*PROVIDED RECORDS:*
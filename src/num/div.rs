//! Directed long division and integer exponentiation.

use crate::common::buf::DigitBuf;
use crate::common::consts::ONE;
use crate::common::util::cmp_int;
use crate::common::util::div_int_by_digit;
use crate::common::util::is_all_zero;
use crate::common::util::leading_zeroes;
use crate::common::util::mul_int_by_digit;
use crate::common::util::sub_int;
use crate::defs::Digit;
use crate::defs::Error;
use crate::defs::Exponent;
use crate::defs::RoundingMode;
use crate::defs::DIGIT_BASE;
use crate::num::DigitNumber;

use core::cmp::Ordering;

impl DigitNumber {
    /// Long division producing a quotient of `p` significant digits,
    /// rounded in the direction `rm` when the quotient does not terminate
    /// within `p` digits.
    ///
    /// ## Errors
    ///
    ///  - DivisionByZero: `den` is zero.
    pub fn divide(&self, den: &Self, p: usize, rm: RoundingMode) -> Result<Self, Error> {
        if den.is_zero() {
            return Err(Error::DivisionByZero);
        }
        if self.is_zero() {
            return Ok(Self::zero());
        }
        let p = p.max(1);
        let s = self.s.product(den.s);
        let nd: &[Digit] = &self.m;
        let dd: &[Digit] = &den.m;

        let mut rem: Vec<Digit> = Vec::new();
        let mut q: Vec<Digit> = Vec::new();
        let mut sig = 0usize;
        let mut pos = 0usize;

        // Schoolbook long division: each step appends the next numerator
        // digit (or zero past its end) to the running remainder and finds
        // the largest quotient digit that still fits.
        while sig < p || pos < nd.len() {
            rem.push(if pos < nd.len() { nd[pos] } else { 0 });
            let qd = next_quotient_digit(&rem, dd);
            if qd > 0 {
                rem = sub_int(&rem, &mul_int_by_digit(dd, qd));
            }
            let lz = leading_zeroes(&rem);
            rem.drain(..lz);
            q.push(qd);
            if sig > 0 || qd > 0 {
                sig += 1;
            }
            pos += 1;
        }

        let sticky = !is_all_zero(&rem);
        let z = leading_zeroes(&q);
        let e = self.e - den.e + dd.len() as Exponent - z as Exponent;
        // rounding happens before normalization: a trailing zero in the
        // quotient still names the position the sticky digits round into
        let ret = DigitNumber {
            s,
            e,
            m: DigitBuf::from_slice(&q[z..]),
        };
        Ok(ret.truncate_sticky(p, rm, sticky))
    }

    /// Raises `self` to the power of a non-negative integer exponent by
    /// repeated squaring. The result is exact.
    pub fn int_pow(&self, exp: &Self) -> Self {
        debug_assert!(exp.is_integer() && !(exp.s.is_negative() && !exp.is_zero()));

        // the exponent's digits, padded with the zeroes its exponent implies
        let mut ed: Vec<Digit> = exp.m.to_vec();
        ed.resize(exp.e.max(ed.len() as Exponent) as usize, 0);

        let mut result = ONE.clone();
        let mut sq = self.clone();
        while !is_all_zero(&ed) {
            let (qd, r) = div_int_by_digit(&ed, 2);
            if r == 1 {
                result = result.mul(&sq);
            }
            let lz = leading_zeroes(&qd);
            ed = qd[lz..].to_vec();
            if !is_all_zero(&ed) {
                sq = sq.mul(&sq);
            }
        }
        result
    }
}

// Largest digit q with q * den <= rem, found by binary search so the cost
// stays logarithmic in the base.
fn next_quotient_digit(rem: &[Digit], den: &[Digit]) -> Digit {
    let mut lo: Digit = 0;
    let mut hi: Digit = DIGIT_BASE - 1;
    while lo < hi {
        let mid = (lo + hi + 1) / 2;
        if cmp_int(&mul_int_by_digit(den, mid), rem) != Ordering::Greater {
            lo = mid;
        } else {
            hi = mid - 1;
        }
    }
    lo
}

#[cfg(test)]
mod tests {

    use super::*;
    use crate::defs::Sign;
    use rand::random;

    #[test]
    fn test_divide_directed() {
        let one = DigitNumber::from_u64(1);
        let three = DigitNumber::from_u64(3);

        let q = one.divide(&three, 3, RoundingMode::Down).unwrap();
        assert_eq!(q, DigitNumber::from_parts(&[3, 3, 3], 0, Sign::Pos));
        let q = one.divide(&three, 3, RoundingMode::Up).unwrap();
        assert_eq!(q, DigitNumber::from_parts(&[3, 3, 4], 0, Sign::Pos));

        // negative quotients round the other way on the value axis
        let q = one.neg().divide(&three, 3, RoundingMode::Down).unwrap();
        assert_eq!(q, DigitNumber::from_parts(&[3, 3, 4], 0, Sign::Neg));
        let q = one.neg().divide(&three, 3, RoundingMode::Up).unwrap();
        assert_eq!(q, DigitNumber::from_parts(&[3, 3, 3], 0, Sign::Neg));

        // terminating quotients are exact in either direction
        let four = DigitNumber::from_u64(4);
        let two = DigitNumber::from_u64(2);
        assert_eq!(four.divide(&two, 5, RoundingMode::Up).unwrap(), two);
        let eight = DigitNumber::from_u64(8);
        let five = DigitNumber::from_u64(5);
        assert_eq!(
            eight.divide(&five, 8, RoundingMode::Down).unwrap(),
            DigitNumber::from_parts(&[1, 6], 1, Sign::Pos)
        );

        assert_eq!(
            one.divide(&DigitNumber::zero(), 1, RoundingMode::Down),
            Err(Error::DivisionByZero)
        );
    }

    #[test]
    fn test_divide_fractional_operands() {
        // 1.9 / 0.25 = 7.6
        let a = DigitNumber::from_parts(&[1, 9], 1, Sign::Pos);
        let b = DigitNumber::from_parts(&[2, 5], 0, Sign::Pos);
        assert_eq!(
            a.divide(&b, 4, RoundingMode::Down).unwrap(),
            DigitNumber::from_parts(&[7, 6], 1, Sign::Pos)
        );

        // 0.001 / 10 = 0.0001
        let a = DigitNumber::from_parts(&[1], -2, Sign::Pos);
        let b = DigitNumber::from_u64(10);
        assert_eq!(
            a.divide(&b, 4, RoundingMode::Up).unwrap(),
            DigitNumber::from_parts(&[1], -3, Sign::Pos)
        );
    }

    #[test]
    fn test_divide_random() {
        for _ in 0..500 {
            let x = (random::<u32>() % 1000000) as u64;
            let y = (random::<u32>() % 999 + 1) as u64;
            let a = DigitNumber::from_u64(x);
            let b = DigitNumber::from_u64(y);
            let q = a.divide(&b, 20, RoundingMode::Down).unwrap();
            let r = a.divide(&b, 20, RoundingMode::Up).unwrap();
            if x % y == 0 {
                assert_eq!(q, DigitNumber::from_u64(x / y));
                assert_eq!(r, q);
            } else {
                assert!(q <= r);
                assert!(q <= a.divide(&b, 40, RoundingMode::Down).unwrap());
                // the quotient encloses the exact ratio: q * y <= x <= r * y
                assert!(q.mul(&b) <= a);
                assert!(r.mul(&b) >= a);
            }
        }
    }

    #[test]
    fn test_int_pow() {
        let two = DigitNumber::from_u64(2);
        assert_eq!(two.int_pow(&DigitNumber::from_u64(10)), DigitNumber::from_u64(1024));
        assert_eq!(two.int_pow(&DigitNumber::zero()), DigitNumber::from_u64(1));

        let neg3 = DigitNumber::from_i64(-3);
        assert_eq!(neg3.int_pow(&DigitNumber::from_u64(3)), DigitNumber::from_i64(-27));
        assert_eq!(neg3.int_pow(&DigitNumber::from_u64(4)), DigitNumber::from_u64(81));

        // fractional base stays exact
        let half = DigitNumber::from_parts(&[5], 0, Sign::Pos);
        assert_eq!(
            half.int_pow(&DigitNumber::from_u64(3)),
            DigitNumber::from_parts(&[1, 2, 5], 0, Sign::Pos)
        );
    }
}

*TASK DETAILS:*
Gather up every line in the data above that contains the word "five", copying each one.

*EXERCISE ANSWER:*
        let five = DigitNumber::from_u64(5);
            eight.divide(&five, 8, RoundingMode::Down).unwrap(),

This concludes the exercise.